Corsi di lingua, libri e piatti tipici: Milano si è innamorata della Cina

Sarà perché è un Paese con una storia millenaria. O perché rappresenta la seconda economia mondiale e ha un legame stretto con la Lombardia (che copre oltre il 35% delle esportazioni italiane verso la nazione). Fatto sta che la Cina esercita sempre più fascino sui milanesi. Basta osservare il numero di iscritti ai corsi di lingua, ogni semestre in crescita del 50% presso l'istituto Confucio dell'Università degli studi, che fa parte di una rete mondiale di 300 centri (di cui 8 in Italia) nati per promuovere la cultura cinese. «Le classi del livello elementare sono le più frequentate, con circa 40 allievi» spiega Silvia Pozzi, responsabile didattica della struttura, che offre 9 differenti percorsi formativi, dai basilari a quelli di perfezionamento. «Vanno poi considerati i 30 bambini, che i docenti seguono singolarmente a domicilio, in attesa di predisporre per il prossimo autunno delle aule nelle nostre sedi.
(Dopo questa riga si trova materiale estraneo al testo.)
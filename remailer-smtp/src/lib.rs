//! Outbound SMTP client used by the remailer sender.
//!
//! [`SmtpClient`] speaks the client side of RFC 5321 over any async stream,
//! so the same code serves direct connections and SOCKS5 tunnels, and can
//! upgrade a plain connection with STARTTLS.

pub mod client;
pub mod error;
pub mod response;

pub use client::{BoxStream, SmtpClient, Stream};
pub use error::{ClientError, Result};
pub use response::{Response, ResponseLine};

/// Double every `.` that starts a line (RFC 5321 §4.5.2).
pub fn dot_stuff(data: &[u8]) -> Vec<u8> {
    let mut stuffed = Vec::with_capacity(data.len() + 16);
    let mut line_start = true;

    for &byte in data {
        if line_start && byte == b'.' {
            stuffed.push(b'.');
        }
        stuffed.push(byte);
        line_start = byte == b'\n';
    }

    stuffed
}
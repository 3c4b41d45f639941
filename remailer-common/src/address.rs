use std::{
    fmt::{self, Debug, Display},
    ops::{Deref, DerefMut},
    str::FromStr,
};

use serde::{Deserialize, Serialize};

use crate::address_parser::{self, AddressError, Mailbox};

#[derive(Clone, Debug, PartialEq, Eq, Serialize, Deserialize)]
pub struct Address(pub Mailbox);

impl Address {
    /// Parse a header address, accepting the `Name <user@host>` form.
    pub fn parse(input: &str) -> Result<Self, AddressError> {
        address_parser::parse_address(input).map(Self)
    }

    /// `local-part@domain` without any display name, as used in the envelope.
    pub fn addr_spec(&self) -> String {
        self.0.to_string()
    }

    /// The domain in A-label form, falling back to lowercase when IDNA
    /// conversion is not possible (address literals).
    pub fn domain_ascii(&self) -> String {
        idna::domain_to_ascii(&self.0.domain).unwrap_or_else(|_| self.0.domain.to_lowercase())
    }

    /// Rendering for a header field: the display name is kept when present.
    pub fn header_value(&self) -> String {
        match &self.0.display_name {
            Some(name) if needs_quoting(name) => {
                format!("\"{}\" <{}>", name.replace('"', "\\\""), self.0)
            }
            Some(name) => format!("{name} <{}>", self.0),
            None => self.0.to_string(),
        }
    }
}

fn needs_quoting(name: &str) -> bool {
    name.chars()
        .any(|ch| matches!(ch, ',' | '"' | '<' | '>' | '@' | ':' | ';' | '(' | ')' | '.'))
}

impl FromStr for Address {
    type Err = AddressError;

    fn from_str(s: &str) -> Result<Self, Self::Err> {
        Self::parse(s)
    }
}

impl Display for Address {
    fn fmt(&self, f: &mut fmt::Formatter<'_>) -> fmt::Result {
        write!(f, "{}@{}", self.0.local_part, self.0.domain)
    }
}

impl From<Mailbox> for Address {
    fn from(value: Mailbox) -> Self {
        Self(value)
    }
}

impl Deref for Address {
    type Target = Mailbox;

    fn deref(&self) -> &Self::Target {
        &self.0
    }
}

impl DerefMut for Address {
    fn deref_mut(&mut self) -> &mut Self::Target {
        &mut self.0
    }
}

#[derive(Clone, Debug, Default, PartialEq, Eq, Serialize, Deserialize)]
pub struct AddressList(pub Vec<Address>);

impl AddressList {
    /// Parse a comma separated header value.
    pub fn parse(input: &str) -> Result<Self, AddressError> {
        address_parser::parse_address_list(input)
            .map(|mailboxes| Self(mailboxes.into_iter().map(Address).collect()))
    }

    /// Comma-joined header rendering.
    pub fn header_value(&self) -> String {
        self.iter()
            .map(Address::header_value)
            .collect::<Vec<_>>()
            .join(", ")
    }
}

impl Display for AddressList {
    fn fmt(&self, f: &mut fmt::Formatter<'_>) -> fmt::Result {
        for (i, addr) in self.iter().enumerate() {
            if i > 0 {
                write!(f, ", ")?;
            }
            Display::fmt(addr, f)?;
        }
        Ok(())
    }
}

impl From<Vec<Address>> for AddressList {
    fn from(value: Vec<Address>) -> Self {
        Self(value)
    }
}

impl Deref for AddressList {
    type Target = Vec<Address>;

    fn deref(&self) -> &Self::Target {
        &self.0
    }
}

impl DerefMut for AddressList {
    fn deref_mut(&mut self) -> &mut Self::Target {
        &mut self.0
    }
}
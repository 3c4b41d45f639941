use chrono::Utc;
use remailer_common::Mail;
use serde::Deserialize;
use serde_yaml::Value;

use super::Processor;
use crate::{
    Result,
    stage::{Stage, parse_args},
};

/// RFC 1123 with a numeric zone, as used in the `Date` field.
pub const DATE_FORMAT: &str = "%a, %d %b %Y %H:%M:%S %z";

const STRUCTURED: [&str; 6] = ["Content-Type", "Date", "From", "Message-ID", "Subject", "To"];

fn is_structured(name: &str) -> bool {
    STRUCTURED
        .iter()
        .any(|structured| structured.eq_ignore_ascii_case(name))
}

#[derive(Debug, Default, Deserialize)]
#[serde(default)]
struct BodyHeadersArgs {
    date: Option<String>,
}

/// Fills `mail.headers_map`: control file headers first, then headers found
/// in the body, then the structured fields, which replace earlier headers of
/// the same name.
///
/// Control file fields the structured fields own are left to them.
#[derive(Debug, Default)]
pub struct BodyHeaders {
    date: Option<String>,
}

impl BodyHeaders {
    pub const NAME: &'static str = "bodyHeaders";

    /// Use `date` instead of the current time.
    pub fn with_date(date: impl Into<String>) -> Self {
        Self {
            date: Some(date.into()),
        }
    }
}

impl Stage for BodyHeaders {
    fn name(&self) -> &'static str {
        Self::NAME
    }

    fn init(&mut self, args: &Value) -> Result<()> {
        self.date = parse_args::<BodyHeadersArgs>(Self::NAME, args)?.date;
        Ok(())
    }
}

impl Processor for BodyHeaders {
    fn process(&self, mail: &mut Mail) -> Result<()> {
        for (name, value) in mail.control_headers.iter() {
            if !is_structured(name) {
                mail.headers_map.insert(name, value);
            }
        }

        for (name, value) in mail.body_headers.iter() {
            mail.headers_map.insert(name, value);
        }

        if !mail.content_type.is_empty() {
            mail.headers_map
                .insert("Content-Type", mail.content_type.clone());
        }

        let date = self
            .date
            .clone()
            .unwrap_or_else(|| Utc::now().format(DATE_FORMAT).to_string());
        mail.headers_map.insert("Date", date);

        if let Some(from) = &mail.from {
            mail.headers_map.insert("From", from.header_value());
        }

        if !mail.message_id.is_empty() {
            let message_id = mail.message_id_header();
            mail.headers_map.insert("Message-ID", message_id);
        }

        mail.headers_map.insert("Subject", mail.subject.clone());

        if !mail.to.is_empty() {
            mail.headers_map.insert("To", mail.to.header_value());
        }

        Ok(())
    }
}

/// Serialises `headers_map` into the `headers` block, ending in a blank line.
#[derive(Debug, Default, Clone, Copy)]
pub struct MergeHeaders;

impl MergeHeaders {
    pub const NAME: &'static str = "mergeHeaders";
}

impl Stage for MergeHeaders {
    fn name(&self) -> &'static str {
        Self::NAME
    }
}

impl Processor for MergeHeaders {
    fn process(&self, mail: &mut Mail) -> Result<()> {
        let mut headers = Vec::new();
        for (name, value) in mail.headers_map.iter() {
            headers.extend_from_slice(name.as_bytes());
            headers.extend_from_slice(b": ");
            headers.extend_from_slice(value);
            headers.extend_from_slice(b"\r\n");
        }
        headers.extend_from_slice(b"\r\n");

        mail.headers = headers;
        Ok(())
    }
}

/// `final_body = headers + body + CRLF CRLF`.
#[derive(Debug, Default, Clone, Copy)]
pub struct MergeBody;

impl MergeBody {
    pub const NAME: &'static str = "mergeBody";
}

impl Stage for MergeBody {
    fn name(&self) -> &'static str {
        Self::NAME
    }
}

impl Processor for MergeBody {
    fn process(&self, mail: &mut Mail) -> Result<()> {
        let mut final_body = Vec::with_capacity(mail.headers.len() + mail.body.len() + 4);
        final_body.extend_from_slice(&mail.headers);
        final_body.extend_from_slice(&mail.body);
        final_body.extend_from_slice(b"\r\n\r\n");

        mail.final_body = final_body;
        Ok(())
    }
}

#[cfg(test)]
#[allow(clippy::unwrap_used)]
mod tests {
    use pretty_assertions::assert_eq;
    use remailer_common::{Address, AddressList};

    use super::*;

    fn mail() -> Mail {
        let mut mail = Mail::new("001");
        mail.from = Some(Address::parse("Sender <sender@example.com>").unwrap());
        mail.to = AddressList::parse("a@example.org, b@example.org").unwrap();
        mail.subject = b"Greetings".to_vec();
        mail.message_id = b"<fixed@example.com>".to_vec();
        mail.body = b"Hello".to_vec();
        mail
    }

    #[test]
    fn structured_fields_follow_body_headers() {
        let mut mail = mail();
        mail.body_headers.insert("X-Campaign", "spring");
        mail.body_headers.insert("Subject", "from the body");

        BodyHeaders::with_date("Tue, 14 Nov 2023 22:13:20 +0000")
            .process(&mut mail)
            .unwrap();

        let names: Vec<&str> = mail.headers_map.iter().map(|(name, _)| name).collect();
        assert_eq!(
            names,
            vec!["X-Campaign", "Subject", "Date", "From", "Message-ID", "To"]
        );
        assert_eq!(mail.headers_map.get("Subject"), Some(&b"Greetings"[..]));
        assert!(mail.headers_map.get("Content-Type").is_none());
        assert_eq!(
            mail.headers_map.get("To"),
            Some(&b"a@example.org, b@example.org"[..])
        );
    }

    #[test]
    fn control_file_headers_are_kept() {
        let mut mail = mail();
        mail.control_headers.insert("Reply-To", "help@example.com");
        mail.control_headers.insert("subject", "lower case duplicate");
        mail.control_headers.insert("X-Campaign", "spring");
        mail.body_headers.insert("X-Campaign", "summer");

        BodyHeaders::with_date("Tue, 14 Nov 2023 22:13:20 +0000")
            .process(&mut mail)
            .unwrap();

        let names: Vec<&str> = mail.headers_map.iter().map(|(name, _)| name).collect();
        assert_eq!(
            names,
            vec!["Reply-To", "X-Campaign", "Date", "From", "Message-ID", "Subject", "To"]
        );
        assert_eq!(
            mail.headers_map.get("Reply-To"),
            Some(&b"help@example.com"[..])
        );
        assert_eq!(mail.headers_map.get("X-Campaign"), Some(&b"summer"[..]));
    }

    #[test]
    fn generated_date_is_rfc1123z() {
        let mut mail = mail();
        BodyHeaders::default().process(&mut mail).unwrap();

        let date = String::from_utf8(mail.headers_map.get("Date").unwrap().to_vec()).unwrap();
        assert!(chrono::DateTime::parse_from_rfc2822(&date).is_ok(), "{date}");
        assert!(date.ends_with("+0000"));
    }

    #[test]
    fn merge_headers_and_body() {
        let mut mail = mail();
        mail.headers_map.insert("From", "sender@example.com");
        mail.headers_map.insert("Subject", "Greetings");

        MergeHeaders.process(&mut mail).unwrap();
        assert_eq!(
            mail.headers,
            b"From: sender@example.com\r\nSubject: Greetings\r\n\r\n"
        );

        MergeBody.process(&mut mail).unwrap();
        assert_eq!(
            mail.final_body.len(),
            mail.headers.len() + mail.body.len() + 4
        );
        assert!(mail.final_body.ends_with(b"Hello\r\n\r\n"));
    }
}
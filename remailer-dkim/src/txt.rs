use base64::{Engine, engine::general_purpose::STANDARD};
use rsa::{RsaPublicKey, pkcs1::DecodeRsaPublicKey};

use crate::{Algorithm, DkimError, Result};

/// Render the DNS TXT record publishing `public_pem` under
/// `<selector>._domainkey.<domain>`.
///
/// The key material is checked before it is published: RSA keys must be
/// PKCS#1 and Ed25519 keys exactly 32 bytes.
pub fn txt_record(
    domain: &str,
    selector: &str,
    algorithm: Algorithm,
    public_pem: &str,
) -> Result<String> {
    let block = pem::parse(public_pem)?;
    let der = block.contents();

    match algorithm {
        Algorithm::Rsa => {
            RsaPublicKey::from_pkcs1_der(der)?;
        }
        Algorithm::Ed25519 => {
            if der.len() != ed25519_dalek::PUBLIC_KEY_LENGTH {
                return Err(DkimError::Ed25519Length(der.len()));
            }
        }
    }

    Ok(format!(
        "{selector}._domainkey.{domain} IN TXT \"v=DKIM1; k={algorithm}; p={}\"",
        STANDARD.encode(der)
    ))
}
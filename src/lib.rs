//! # X-ray calibration image series quality assessment
//!
//! Two analyses are provided:
//!  - [exposure]: finds the best exposed image of each series of images
//!    acquired in a capture session, and deletes the series or the images of a
//!    series that are too dark to be useful,
//!  - [mtf]: estimates the modulation transfer function of the imaging system
//!    from the image of a knife-edge test target.
//!
//! Results are sent to [report] sinks.

use std::path::Path;

pub mod error;
pub mod exposure;
pub mod frame;
pub mod mtf;
pub mod report;
pub mod viewer;

pub use error::{Error, Result};
pub use frame::{Frame, FrameLoader, ImageFileLoader};

/// Loads an image and runs the MTF analysis on it
pub fn analyze_image<L, S>(
    path: &Path,
    loader: &L,
    config: &mtf::MtfConfig,
    selector: &mut S,
) -> Result<mtf::MtfAnalysis>
where
    L: FrameLoader + ?Sized,
    S: mtf::Selector + ?Sized,
{
    let frame = loader.load(path)?;
    log::info!(
        "Loaded {:?}: {}x{} pixels, {} channel(s)",
        path,
        frame.height(),
        frame.width(),
        frame.channels()
    );
    Ok(mtf::analyze(&frame, config, selector)?)
}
Le mamme italiane sono molto interessate a far apprendere il cinese ai propri figli, forse perché comprendono che sarà la lingua del futuro».
Sembra pensarla così anche Claudia Spriano, avvocato, senior associate di un importante studio legale, la cui figlia Lucrezia, di 9 anni, da due studia tutti i giorni il mandarino, seguita da un'insegnante privata e in più frequenta delle lezioni, presso la Fondazione Italia Cina. «Lucrezia apprende con facilità, grazie all'esercizio quotidiano, lo fa con entusiasmo e ora si sta preparando per il Young Chinese Text, che si terrà all'Università di Milano- racconta Spriano - quanto a me, ho voluto che entrasse in contatto con una cultura ricca di storia e valori, alcuni dei quali simili ai nostri, come l'importanza attribuita alla famiglia».
Motivi professionali, amore per l'Oriente, ma anche tanta curiosità, sono invece le ragioni che spingono molti adulti a conoscere il cinese. «Ho iniziato per tenere il cervello allenato- spiega Anita Boselli, che lavora nel campo assicurativo - poi mi sono appassionata. Lo stesso è accaduto ai miei compagni di corso, persone di età compresa tra i 25 e i 75 anni». Trovare l'insegnamento giusto, con docenti madre lingua, non è poi difficile: oltre all'Istituto Confucio, è molto qualificata la Scuola di formazione permanente della Fondazione Italia Cina, con un'articolata proposta didattica, rivolta soprattutto a manager e imprenditori e accompagnata dall'organizzazione periodica di viaggi in Cina, a scopo turistico e di approfondimento. Da decenni, inoltre, il Comune di Milano offre dei corsi di lingue orientali, riconosciuti dall'Istituto Italiano per l'Africa e l'Oriente (Is.I.A.O.) per il conseguimento di un certificato o del diploma.
Al di là dell'aspetto linguistico, l'interesse del capoluogo lombardo per il Dragone si manifesta anche attraverso l'adesione a varie attività gestite dall'Istituto Confucio, come l'introduzione alla calligrafia, i seminari sulla medicina tradizionale, mostre, rassegne cinematografiche, concerti, spettacoli teatrali, giornate di studio con sinologi. E un corso pratico di cucina cinese, dal titolo «Cena a casa di Wang», che si svolge la sera presso il teatro7lab, nel quartiere Isola (via Thaon di Revel 7), con la possibilità di degustare i piatti preparati dai partecipanti. Anche la letteratura gioca la sua parte, se pensiamo che ogni anno le biblioteche milanesi si arricchiscono di 150 titoli di narrativa contemporanea, che provengono da Shanghai, molti dei quali presi in prestito da italiani.
Nel 2010, poi, in occasione dell'anno della cultura cinese in Italia e della celebrazione del quarantesimo dei nostri rapporti diplomatici con Pechino, Milano, come altre città, è stata animata da vari eventi dedicati alla Cina, tra cui esposizioni e opere teatrali.
Infine, la moda orientale sembra aver invaso anche la vita notturna all'ombra della Madonnina. Da qualche anno molti locali del centro hanno preso l'abitudine di festeggiare il Capodanno cinese (che cade tra gennaio e febbraio), con serate a tema, dove è rigorosamente richiesto l'abito rosso. I meno mondani si accontentano di cene pantagrueliche nei ristoranti più tipici di via Paolo Sarpi, seguite dagli immancabili botti della mezzanotte.